:: Information

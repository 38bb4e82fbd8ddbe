//! TTL cache of range responses keyed by hash prefix.

use std::collections::HashMap;
use std::sync::{Arc, Mutex};
use std::time::Duration;

use tokio::time::Instant;

use super::{BreachLookup, HashPrefix, RangeEntry};
use crate::config::BreachConfig;
use crate::error::LookupError;

struct CacheEntry {
    stored_at: Instant,
    entries: Arc<Vec<RangeEntry>>,
}

/// Wraps a [`BreachLookup`] and remembers successful responses per prefix.
///
/// Entries expire after `ttl`, since breach corpora keep growing. At most
/// `capacity` prefixes are held; expired entries are evicted first, then the
/// oldest one. Failed lookups are never cached.
pub struct CachedLookup<L> {
    inner: L,
    ttl: Duration,
    capacity: usize,
    entries: Mutex<HashMap<HashPrefix, CacheEntry>>,
}

impl<L: BreachLookup> CachedLookup<L> {
    pub fn new(inner: L, ttl: Duration, capacity: usize) -> Self {
        Self {
            inner,
            ttl,
            capacity: capacity.max(1),
            entries: Mutex::new(HashMap::new()),
        }
    }

    pub fn from_config(inner: L, config: &BreachConfig) -> Self {
        Self::new(inner, config.cache_ttl, config.cache_capacity)
    }

    pub fn len(&self) -> usize {
        self.entries.lock().unwrap_or_else(|e| e.into_inner()).len()
    }

    pub fn is_empty(&self) -> bool {
        self.len() == 0
    }

    fn get(&self, prefix: &HashPrefix) -> Option<Arc<Vec<RangeEntry>>> {
        let mut entries = self.entries.lock().unwrap_or_else(|e| e.into_inner());
        match entries.get(prefix) {
            Some(entry) if entry.stored_at.elapsed() < self.ttl => Some(entry.entries.clone()),
            Some(_) => {
                entries.remove(prefix);
                None
            }
            None => None,
        }
    }

    fn insert(&self, prefix: HashPrefix, value: Arc<Vec<RangeEntry>>) {
        let mut entries = self.entries.lock().unwrap_or_else(|e| e.into_inner());
        if entries.len() >= self.capacity && !entries.contains_key(&prefix) {
            let ttl = self.ttl;
            entries.retain(|_, entry| entry.stored_at.elapsed() < ttl);
        }
        if entries.len() >= self.capacity && !entries.contains_key(&prefix) {
            let oldest = entries
                .iter()
                .min_by_key(|(_, entry)| entry.stored_at)
                .map(|(key, _)| key.clone());
            if let Some(oldest) = oldest {
                entries.remove(&oldest);
            }
        }
        entries.insert(
            prefix,
            CacheEntry {
                stored_at: Instant::now(),
                entries: value,
            },
        );
    }
}

impl<L: BreachLookup + Sync> BreachLookup for CachedLookup<L> {
    async fn query(&self, prefix: &HashPrefix) -> Result<Vec<RangeEntry>, LookupError> {
        if let Some(hit) = self.get(prefix) {
            #[cfg(feature = "tracing")]
            tracing::debug!(prefix = %prefix, "breach range cache hit");
            return Ok(hit.as_ref().clone());
        }

        let fetched = self.inner.query(prefix).await?;
        self.insert(prefix.clone(), Arc::new(fetched.clone()));
        Ok(fetched)
    }
}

::::

> **Task objective**:
Go through the records above and copy each line where "value" is found.

> **Task answer**:
    fn insert(&self, prefix: HashPrefix, value: Arc<Vec<RangeEntry>>) {
                entries: value,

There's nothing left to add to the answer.